◆ WHAT YOU ARE ASKED TO DO
Your response should be the complete data, transcribed exactly.

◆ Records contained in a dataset
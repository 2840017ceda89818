// SPDX-License-Identifier: AGPL-3.0-or-later
// Copyright (C) 2025 Blackman Artificial Intelligence Technologies Inc.

//! Transfer driver
//!
//! Runs a [`TransferPlan`] over a single control session. A failed day does
//! not stop the run; every day gets a [`DayResult`] and the caller decides
//! what the summary means for the exit status.

use serde::Serialize;

use crate::config::Settings;
use crate::error::Result;
use crate::inventory::DayKey;
use crate::secret::Secret;

use super::command::SessionCommand;
use super::observer::TransferObserver;
use super::plan::{DayPlan, TransferPlan};
use super::session::{open_session, TransferClient, TransferSession};

/// What happened to one day
#[derive(Debug, Clone, PartialEq, Eq, Serialize)]
#[serde(tag = "status", content = "reason", rename_all = "lowercase")]
pub enum DayStatus {
    Uploaded,
    /// Dry run: commands were only logged
    Planned,
    Failed(String),
}

#[derive(Debug, Clone, PartialEq, Eq, Serialize)]
pub struct DayResult {
    pub day: DayKey,
    pub files: usize,
    #[serde(flatten)]
    pub status: DayStatus,
}

/// Per-day results of a run, in day order
#[derive(Debug, Clone, Default, PartialEq, Eq, Serialize)]
#[serde(rename_all = "camelCase")]
pub struct TransferSummary {
    pub dry_run: bool,
    pub results: Vec<DayResult>,
}

impl TransferSummary {
    pub fn uploaded(&self) -> usize {
        self.count(|s| matches!(s, DayStatus::Uploaded))
    }

    pub fn planned(&self) -> usize {
        self.count(|s| matches!(s, DayStatus::Planned))
    }

    pub fn failed(&self) -> usize {
        self.count(|s| matches!(s, DayStatus::Failed(_)))
    }

    pub fn is_success(&self) -> bool {
        self.failed() == 0
    }

    pub fn days(&self) -> Vec<DayKey> {
        self.results.iter().map(|r| r.day).collect()
    }

    fn count(&self, pred: impl Fn(&DayStatus) -> bool) -> usize {
        self.results.iter().filter(|r| pred(&r.status)).count()
    }

    /// Closing summary printed after the transfer stage.
    pub fn render(&self) -> String {
        let mut out = String::new();
        if self.dry_run {
            out.push_str(&format!(
                "Dry run: {} day(s) planned, nothing sent.\n",
                self.planned()
            ));
            return out;
        }

        out.push_str(&format!(
            "Uploaded {} of {} day(s).\n",
            self.uploaded(),
            self.results.len()
        ));
        let failures: Vec<&DayResult> = self
            .results
            .iter()
            .filter(|r| matches!(r.status, DayStatus::Failed(_)))
            .collect();
        if !failures.is_empty() {
            out.push_str(&format!("{} day(s) failed:\n", failures.len()));
            for result in failures {
                if let DayStatus::Failed(reason) = &result.status {
                    out.push_str(&format!("  {}: {}\n", result.day, reason));
                }
            }
        }
        out
    }
}

/// Open one session, run every day of `plan`, close the session.
///
/// Fails only if the session cannot be opened, in which case no day
/// command has been sent.
pub async fn run_transfer(
    client: &dyn TransferClient,
    settings: &Settings,
    plan: &TransferPlan,
    secret: &Secret,
    dry_run: bool,
    observer: &mut dyn TransferObserver,
) -> Result<TransferSummary> {
    let mut session = open_session(client, settings, secret, &plan.setup).await?;

    tracing::info!(
        target: "foscam.transfer",
        host = %settings.remote_ftp_hostname,
        days = plan.days.len(),
        dry_run,
        "Control session open"
    );

    let mut summary = TransferSummary {
        dry_run,
        results: Vec::with_capacity(plan.days.len()),
    };

    let run = run_days(session.as_mut(), plan, dry_run, observer, &mut summary).await;

    if let Err(e) = session.close().await {
        tracing::warn!(target: "foscam.transfer", error = %e, "Error while closing session");
    }
    observer.on_session_closed()?;
    run?;

    tracing::info!(
        target: "foscam.transfer",
        uploaded = summary.uploaded(),
        failed = summary.failed(),
        planned = summary.planned(),
        "Transfer finished"
    );

    Ok(summary)
}

async fn run_days(
    session: &mut dyn TransferSession,
    plan: &TransferPlan,
    dry_run: bool,
    observer: &mut dyn TransferObserver,
    summary: &mut TransferSummary,
) -> Result<()> {
    if let Some(host) = plan.setup.iter().find_map(|c| match c {
        SessionCommand::Open { host } => Some(host.as_str()),
        _ => None,
    }) {
        observer.on_session_open(host)?;
    }

    for day in &plan.days {
        observer.on_day_start(day)?;

        let status = if dry_run {
            for command in day.commands() {
                tracing::info!(target: "foscam.transfer", day = %day.day, "[dry-run] {}", command);
                observer.on_command(&day.day, command, true)?;
            }
            DayStatus::Planned
        } else {
            upload_day(session, day, observer).await?
        };

        let result = DayResult {
            day: day.day,
            files: day.files,
            status,
        };
        if let DayStatus::Failed(reason) = &result.status {
            tracing::warn!(target: "foscam.transfer", day = %day.day, reason = %reason, "Day failed");
        }
        observer.on_day_finished(&result)?;
        summary.results.push(result);
    }

    Ok(())
}

/// Send one day's commands. Transport errors become a failed day rather
/// than an error so later days still run.
async fn upload_day(
    session: &mut dyn TransferSession,
    day: &DayPlan,
    observer: &mut dyn TransferObserver,
) -> Result<DayStatus> {
    for mkdir in &day.mkdirs {
        observer.on_command(&day.day, mkdir, false)?;
        match session.send(mkdir).await {
            Ok(outcome) if !outcome.success => {
                // Usually "already exists"; the mirror will fail if it wasn't.
                tracing::debug!(
                    target: "foscam.transfer",
                    command = %mkdir,
                    reason = %outcome.reason(),
                    "mkdir not applied"
                );
            }
            Ok(_) => {}
            Err(e) => return Ok(DayStatus::Failed(e.to_string())),
        }
    }

    observer.on_command(&day.day, &day.mirror, false)?;
    let status = match session.send(&day.mirror).await {
        Ok(outcome) if outcome.success => DayStatus::Uploaded,
        Ok(outcome) => DayStatus::Failed(outcome.reason()),
        Err(e) => DayStatus::Failed(e.to_string()),
    };
    Ok(status)
}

◆ ANSWER TO THE PROBLEM
repository 2840017ceda89818
// SPDX-License-Identifier: AGPL-3.0-or-later
// Copyright (C) 2025 Blackman Artificial Intelligence Technologies Inc.

//! Transfer driver
//!
//! Runs a [`TransferPlan`] over a single control session. A failed day does
//! not stop the run; every day gets a [`DayResult`] and the caller decides
//! what the summary means for the exit status.

use serde::Serialize;

use crate::config::Settings;
use crate::error::Result;
use crate::inventory::DayKey;
use crate::secret::Secret;

use super::command::SessionCommand;
use super::observer::TransferObserver;
use super::plan::{DayPlan, TransferPlan};
use super::session::{open_session, TransferClient, TransferSession};

/// What happened to one day
#[derive(Debug, Clone, PartialEq, Eq, Serialize)]
#[serde(tag = "status", content = "reason", rename_all = "lowercase")]
pub enum DayStatus {
    Uploaded,
    /// Dry run: commands were only logged
    Planned,
    Failed(String),
}

#[derive(Debug, Clone, PartialEq, Eq, Serialize)]
pub struct DayResult {
    pub day: DayKey,
    pub files: usize,
    #[serde(flatten)]
    pub status: DayStatus,
}

/// Per-day results of a run, in day order
#[derive(Debug, Clone, Default, PartialEq, Eq, Serialize)]
#[serde(rename_all = "camelCase")]
pub struct TransferSummary {
    pub dry_run: bool,
    pub results: Vec<DayResult>,
}

impl TransferSummary {
    pub fn uploaded(&self) -> usize {
        self.count(|s| matches!(s, DayStatus::Uploaded))
    }

    pub fn planned(&self) -> usize {
        self.count(|s| matches!(s, DayStatus::Planned))
    }

    pub fn failed(&self) -> usize {
        self.count(|s| matches!(s, DayStatus::Failed(_)))
    }

    pub fn is_success(&self) -> bool {
        self.failed() == 0
    }

    pub fn days(&self) -> Vec<DayKey> {
        self.results.iter().map(|r| r.day).collect()
    }

    fn count(&self, pred: impl Fn(&DayStatus) -> bool) -> usize {
        self.results.iter().filter(|r| pred(&r.status)).count()
    }

    /// Closing summary printed after the transfer stage.
    pub fn render(&self) -> String {
        let mut out = String::new();
        if self.dry_run {
            out.push_str(&format!(
                "Dry run: {} day(s) planned, nothing sent.\n",
                self.planned()
            ));
            return out;
        }

        out.push_str(&format!(
            "Uploaded {} of {} day(s).\n",
            self.uploaded(),
            self.results.len()
        ));
        let failures: Vec<&DayResult> = self
            .results
            .iter()
            .filter(|r| matches!(r.status, DayStatus::Failed(_)))
            .collect();
        if !failures.is_empty() {
            out.push_str(&format!("{} day(s) failed:\n", failures.len()));
            for result in failures {
                if let DayStatus::Failed(reason) = &result.status {
                    out.push_str(&format!("  {}: {}\n", result.day, reason));
                }
            }
        }
        out
    }
}

/// Open one session, run every day of `plan`, close the session.
///
/// Fails only if the session cannot be opened, in which case no day
/// command has been sent.
pub async fn run_transfer(
    client: &dyn TransferClient,
    settings: &Settings,
    plan: &TransferPlan,
    secret: &Secret,
    dry_run: bool,
    observer: &mut dyn TransferObserver,
) -> Result<TransferSummary> {
    let mut session = open_session(client, settings, secret, &plan.setup).await?;

    tracing::info!(
        target: "foscam.transfer",
        host = %settings.remote_ftp_hostname,
        days = plan.days.len(),
        dry_run,
        "Control session open"
    );

    let mut summary = TransferSummary {
        dry_run,
        results: Vec::with_capacity(plan.days.len()),
    };

    let run = run_days(session.as_mut(), plan, dry_run, observer, &mut summary).await;

    if let Err(e) = session.close().await {
        tracing::warn!(target: "foscam.transfer", error = %e, "Error while closing session");
    }
    observer.on_session_closed()?;
    run?;

    tracing::info!(
        target: "foscam.transfer",
        uploaded = summary.uploaded(),
        failed = summary.failed(),
        planned = summary.planned(),
        "Transfer finished"
    );

    Ok(summary)
}

async fn run_days(
    session: &mut dyn TransferSession,
    plan: &TransferPlan,
    dry_run: bool,
    observer: &mut dyn TransferObserver,
    summary: &mut TransferSummary,
) -> Result<()> {
    if let Some(host) = plan.setup.iter().find_map(|c| match c {
        SessionCommand::Open { host } => Some(host.as_str()),
        _ => None,
    }) {
        observer.on_session_open(host)?;
    }

    for day in &plan.days {
        observer.on_day_start(day)?;

        let status = if dry_run {
            for command in day.commands() {
                tracing::info!(target: "foscam.transfer", day = %day.day, "[dry-run] {}", command);
                observer.on_command(&day.day, command, true)?;
            }
            DayStatus::Planned
        } else {
            upload_day(session, day, observer).await?
        };

        let result = DayResult {
            day: day.day,
            files: day.files,
            status,
        };
        if let DayStatus::Failed(reason) = &result.status {
            tracing::warn!(target: "foscam.transfer", day = %day.day, reason = %reason, "Day failed");
        }
        observer.on_day_finished(&result)?;
        summary.results.push(result);
    }

    Ok(())
}

/// Send one day's commands. Transport errors become a failed day rather
/// than an error so later days still run.
async fn upload_day(
    session: &mut dyn TransferSession,
    day: &DayPlan,
    observer: &mut dyn TransferObserver,
) -> Result<DayStatus> {
    for mkdir in &day.mkdirs {
        observer.on_command(&day.day, mkdir, false)?;
        match session.send(mkdir).await {
            Ok(outcome) if !outcome.success => {
                // Usually "already exists"; the mirror will fail if it wasn't.
                tracing::debug!(
                    target: "foscam.transfer",
                    command = %mkdir,
                    reason = %outcome.reason(),
                    "mkdir not applied"
                );
            }
            Ok(_) => {}
            Err(e) => return Ok(DayStatus::Failed(e.to_string())),
        }
    }

    observer.on_command(&day.day, &day.mirror, false)?;
    let status = match session.send(&day.mirror).await {
        Ok(outcome) if outcome.success => DayStatus::Uploaded,
        Ok(outcome) => DayStatus::Failed(outcome.reason()),
        Err(e) => DayStatus::Failed(e.to_string()),
    };
    Ok(status)
}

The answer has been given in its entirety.